DymanicDestinations in Apache Beam

I have a PCollection [String] say "X" that I need to dump in a BigQuery table.
The table destination and the schema for it is in a PCollection[TableRow] say "Y".
How to accomplish this in the simplest manner?
I tried extracting the table and schema from "Y" and saving it in static global variables (tableName and schema respectively). But somehow oddly the BigQueryIO.writeTableRows() always gets the value of the variable tableName as null. But it gets the schema. I tried logging the values of those variables and I can see the values are there for both.
Here is my pipeline code:
static String tableName;
static TableSchema schema;
PCollection<String> read = p.apply("Read from input file",
TextIO.read().from(options.getInputFile()));
PCollection<TableRow> tableRows = p.apply(
BigQueryIO.read().fromQuery(NestedValueProvider.of(
options.getfilename(),
new SerializableFunction<String, String>() {
#Override
public String apply(String filename) {
return "SELECT table,schema FROM `BigqueryTest.configuration` WHERE file='" + filename +"'";
}
})).usingStandardSql().withoutValidation());
final PCollectionView<List<String>> dataView = read.apply(View.asList());
tableRows.apply("Convert data read from file to TableRow",
ParDo.of(new DoFn<TableRow,TableRow>(){
#ProcessElement
public void processElement(ProcessContext c) {
tableName = c.element().get("table").toString();
String[] schemas = c.element().get("schema").toString().split(",");
List<TableFieldSchema> fields = new ArrayList<>();
for(int i=0;i<schemas.length;i++) {
fields.add(new TableFieldSchema()
.setName(schemas[i].split(":")[0]).setType(schemas[i].split(":")[1]));
}
schema = new TableSchema().setFields(fields);
//My code to convert data to TableRow format.
}}).withSideInputs(dataView));
tableRows.apply("write to BigQuery",
BigQueryIO.writeTableRows()
.withSchema(schema)
.to("ProjectID:DatasetID."+tableName)
.withWriteDisposition(BigQueryIO.Write.WriteDisposition.WRITE_TRUNCATE)
.withCreateDisposition(BigQueryIO.Write.CreateDisposition.CREATE_IF_NEEDED));
Everything works fine.

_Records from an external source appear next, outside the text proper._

impl MsiHeader {
    fn read_from(bytes: &[u8]) -> TagResult<Self> {
        let mut r = ByteReader::new(bytes);
        Ok(Self {
            magic: r.read_array()?,
            clsid: r.read_array()?,
            minor_version: r.read_u16()?,
            dll_version: r.read_u16()?,
            byte_order: r.read_u16()?,
            sector_shift: r.read_u16()?,
            mini_sector_shift: r.read_u16()?,
            reserved: r.read_array()?,
            num_dir_sectors: r.read_u32()?,
            num_fat_sectors: r.read_u32()?,
            first_dir_sector: r.read_u32()?,
            transaction_signature_number: r.read_u32()?,
            mini_stream_cutoff_size: r.read_u32()?,
            first_mini_fat_sector: r.read_u32()?,
            num_mini_fat_sectors: r.read_u32()?,
            first_difat_sector: r.read_u32()?,
            num_difat_sectors: r.read_u32()?,
        })
    }

    fn to_bytes(&self) -> [u8; HEADER_CONTENT_BYTES] {
        let mut out = [0u8; HEADER_CONTENT_BYTES];
        out[0..8].copy_from_slice(&self.magic);
        out[8..24].copy_from_slice(&self.clsid);
        out[24..26].copy_from_slice(&self.minor_version.to_le_bytes());
        out[26..28].copy_from_slice(&self.dll_version.to_le_bytes());
        out[28..30].copy_from_slice(&self.byte_order.to_le_bytes());
        out[30..32].copy_from_slice(&self.sector_shift.to_le_bytes());
        out[32..34].copy_from_slice(&self.mini_sector_shift.to_le_bytes());
        out[34..40].copy_from_slice(&self.reserved);
        out[40..44].copy_from_slice(&self.num_dir_sectors.to_le_bytes());
        out[44..48].copy_from_slice(&self.num_fat_sectors.to_le_bytes());
        out[48..52].copy_from_slice(&self.first_dir_sector.to_le_bytes());
        out[52..56].copy_from_slice(&self.transaction_signature_number.to_le_bytes());
        out[56..60].copy_from_slice(&self.mini_stream_cutoff_size.to_le_bytes());
        out[60..64].copy_from_slice(&self.first_mini_fat_sector.to_le_bytes());
        out[64..68].copy_from_slice(&self.num_mini_fat_sectors.to_le_bytes());
        out[68..72].copy_from_slice(&self.first_difat_sector.to_le_bytes());
        out[72..76].copy_from_slice(&self.num_difat_sectors.to_le_bytes());
        out
    }
}

/// A 128-byte directory entry.
#[derive(Clone, Debug)]
struct MsiDirEntry {
    name: [u8; 64],
    num_name_bytes: u16,
    object_type: u8,
    color_flag: u8,
    left: u32,
    right: u32,
    child: u32,
    clsid: [u8; 16],
    state_flags: u32,
    create_time: u64,
    modify_time: u64,
    stream_first_sector: u32,
    stream_size: u64,
}

impl Default for MsiDirEntry {
    fn default() -> Self {
        Self {
            name: [0u8; 64],
            num_name_bytes: 0,
            object_type: 0,
            color_flag: 0,
            left: 0,
            right: 0,
            child: 0,
            clsid: [0u8; 16],
            state_flags: 0,
            create_time: 0,
            modify_time: 0,
            stream_first_sector: 0,
            stream_size: 0,
        }
    }
}

impl MsiDirEntry {
    fn read_from(bytes: &[u8]) -> TagResult<Self> {
        let mut r = ByteReader::new(bytes);
        Ok(Self {
            name: r.read_array()?,
            num_name_bytes: r.read_u16()?,
            object_type: r.read_u8()?,
            color_flag: r.read_u8()?,
            left: r.read_u32()?,
            right: r.read_u32()?,
            child: r.read_u32()?,
            clsid: r.read_array()?,
            state_flags: r.read_u32()?,
            create_time: r.read_u64()?,
            modify_time: r.read_u64()?,
            stream_first_sector: r.read_u32()?,
            stream_size: r.read_u64()?,
        })
    }

    fn to_bytes(&self) -> [u8; DIR_ENTRY_BYTES as usize] {
        let mut out = [0u8; DIR_ENTRY_BYTES as usize];
        out[0..64].copy_from_slice(&self.name);
        out[64..66].copy_from_slice(&self.num_name_bytes.to_le_bytes());
        out[66] = self.object_type;
        out[67] = self.color_flag;
        out[68..72].copy_from_slice(&self.left.to_le_bytes());
        out[72..76].copy_from_slice(&self.right.to_le_bytes());
        out[76..80].copy_from_slice(&self.child.to_le_bytes());
        out[80..96].copy_from_slice(&self.clsid);
        out[96..100].copy_from_slice(&self.state_flags.to_le_bytes());
        out[100..108].copy_from_slice(&self.create_time.to_le_bytes());
        out[108..116].copy_from_slice(&self.modify_time.to_le_bytes());
        out[116..120].copy_from_slice(&self.stream_first_sector.to_le_bytes());
        out[120..128].copy_from_slice(&self.stream_size.to_le_bytes());
        out
    }

    fn is_signature(&self) -> bool {
        let len = usize::from(self.num_name_bytes).min(self.name.len());
        self.name[..len] == SIGNATURE_NAME
    }
}

/// Sector parameters: 512 bytes for v3 files, 4096 for v4.
#[derive(Clone, Copy, Debug)]
struct SectorFormat {
    /// Sector size in bytes.
    size: u64,
    /// Number of 32-bit entries per sector.
    ints: usize,
}

impl SectorFormat {
    fn new(sector_shift: u16) -> TagResult<Self> {
        let size = 1u64.checked_shl(u32::from(sector_shift)).unwrap_or(0);
        if size != 512 && size != 4096 {
            return Err(TagError::UnexpectedSectorShift(sector_shift));
        }
        Ok(Self {
            size,
            ints: (size / 4) as usize,
        })
    }

    /// Whether `index` into the DIFAT list is the chaining slot of a DIFAT
    /// sector. The last entry of each dedicated DIFAT sector points to the
    /// next sector (or is an end-of-chain marker); the 109 header entries
    /// have no such slot.
    fn is_last_in_sector(&self, index: usize) -> bool {
        index > DIFAT_HEADER_ENTRIES && (index - DIFAT_HEADER_ENTRIES + 1) % self.ints == 0
    }
}

/// A parsed MSI binary. `contents` holds the file body after the header
/// sector, with the old SignedData stream zeroed out.
#[derive(Debug)]
pub struct MsiBinary {
    header: MsiHeader,
    sector: SectorFormat,
    contents: Vec<u8>,
    /// Offset of the signature stream's directory entry in `contents`.
    sig_dir_offset: u64,
    sig_dir_entry: MsiDirEntry,
    signed_data_bytes: Vec<u8>,
    signed_data: SignedData,
    /// All FAT entries, aggregated in DIFAT order.
    fat_entries: Vec<u32>,
    /// The 109 header DIFAT entries followed by every dedicated DIFAT sector.
    difat_entries: Vec<u32>,
    /// Sector IDs of the dedicated DIFAT sectors, if any.
    difat_sectors: Vec<u32>,
}

/// Copies `stream_size` bytes of the chain starting at `start`, following
/// `fat_entries`. With `free_data`, the copied bytes are zeroed and the chain
/// entries released as it goes.
fn copy_chain(
    name: &'static str,
    fat_entries: &mut [u32],
    contents: &mut [u8],
    sector_size: u64,
    start: u32,
    stream_size: u64,
    free_data: bool,
) -> TagResult<Vec<u8>> {
    let mut stream = Vec::with_capacity(stream_size as usize);
    let mut sector = start;
    let mut size = stream_size;
    while size > 0 {
        if sector == ENDOFCHAIN || sector == FREESECT {
            return Err(TagError::RanOutOfSectors(name));
        }
        let n = size.min(sector_size);
        let offset = sector_size
            .checked_mul(u64::from(sector))
            .ok_or(TagError::Truncated)? as usize;
        let end = offset + n as usize;
        if end > contents.len() {
            return Err(TagError::Truncated);
        }
        stream.extend_from_slice(&contents[offset..end]);
        size -= n;
        // Unused bytes in an MSI are conventionally zero; the freed stream
        // may be overwritten by the relocated SignedData anyway.
        if free_data {
            contents[offset..end].fill(0);
        }
        let index = sector as usize;
        if index >= fat_entries.len() {
            return Err(TagError::Truncated);
        }
        let next = fat_entries[index];
        if free_data {
            fat_entries[index] = FREESECT;
        }
        sector = next;
    }
    Ok(stream)
}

Only BigQueryIO.write operation fails and I get the error TableId is null.
I also tried using SerializableFunction and returning the value from there but i still get null.
Here is the code that I tried for it:
tableRows.apply("write to BigQuery",
BigQueryIO.writeTableRows()
.withSchema(schema)
.to(new GetTable(tableName))
.withWriteDisposition(BigQueryIO.Write.WriteDisposition.WRITE_TRUNCATE)
.withCreateDisposition(BigQueryIO.Write.CreateDisposition.CREATE_IF_NEEDED));
public static class GetTable implements SerializableFunction<String,String> {
String table;
public GetTable() {
this.table = tableName;
}
#Override
public String apply(String arg0) {
return "ProjectId:DatasetId."+table;
}
}
I also tried using DynamicDestinations but I get an error saying schema is not provided. Honestly I'm new to the concept of DynamicDestinations and I'm not sure that I'm doing it correctly.
Here is the code that I tried for it:
tableRows2.apply(BigQueryIO.writeTableRows()
.to(new DynamicDestinations<TableRow, TableRow>() {
private static final long serialVersionUID = 1L;
#Override
public TableDestination getTable(TableRow dest) {
List<TableRow> list = sideInput(bqDataView); //bqDataView contains table and schema
String table = list.get(0).get("table").toString();
String tableSpec = "ProjectId:DatasetId."+table;
String tableDescription = "";
return new TableDestination(tableSpec, tableDescription);
}
public String getSideInputs(PCollectionView<List<TableRow>> bqDataView) {
return null;
}
#Override
public TableSchema getSchema(TableRow destination) {
return schema; //schema is getting added from the global variable
}
#Override
public TableRow getDestination(ValueInSingleWindow<TableRow> element) {
return null;
}
}.getSideInputs(bqDataView)));
Please let me know what I'm doing wrong and which path I should take.
Thank You.
Part of the reason your having trouble is because of the two stages of pipeline execution. First the pipeline is constructed on your machine. This is when all of the applications of PTransforms occur. In your first example, this is when the following lines are executed:
BigQueryIO.writeTableRows()
.withSchema(schema)
.to("ProjectID:DatasetID."+tableName)
The code within a ParDo however runs when your pipeline executes, and it does so on many machines. So the following code runs much later than the pipeline construction:
#ProcessElement
public void processElement(ProcessContext c) {
tableName = c.element().get("table").toString();
...
schema = new TableSchema().setFields(fields);
...
}
This means that neither the tableName nor the schema fields will be set at when the BigQueryIO sink is created.
Your idea to use DynamicDestinations is correct, but you need to move the code to actually generate the schema the destination into that class, rather than relying on global variables that aren't available on all of the machines.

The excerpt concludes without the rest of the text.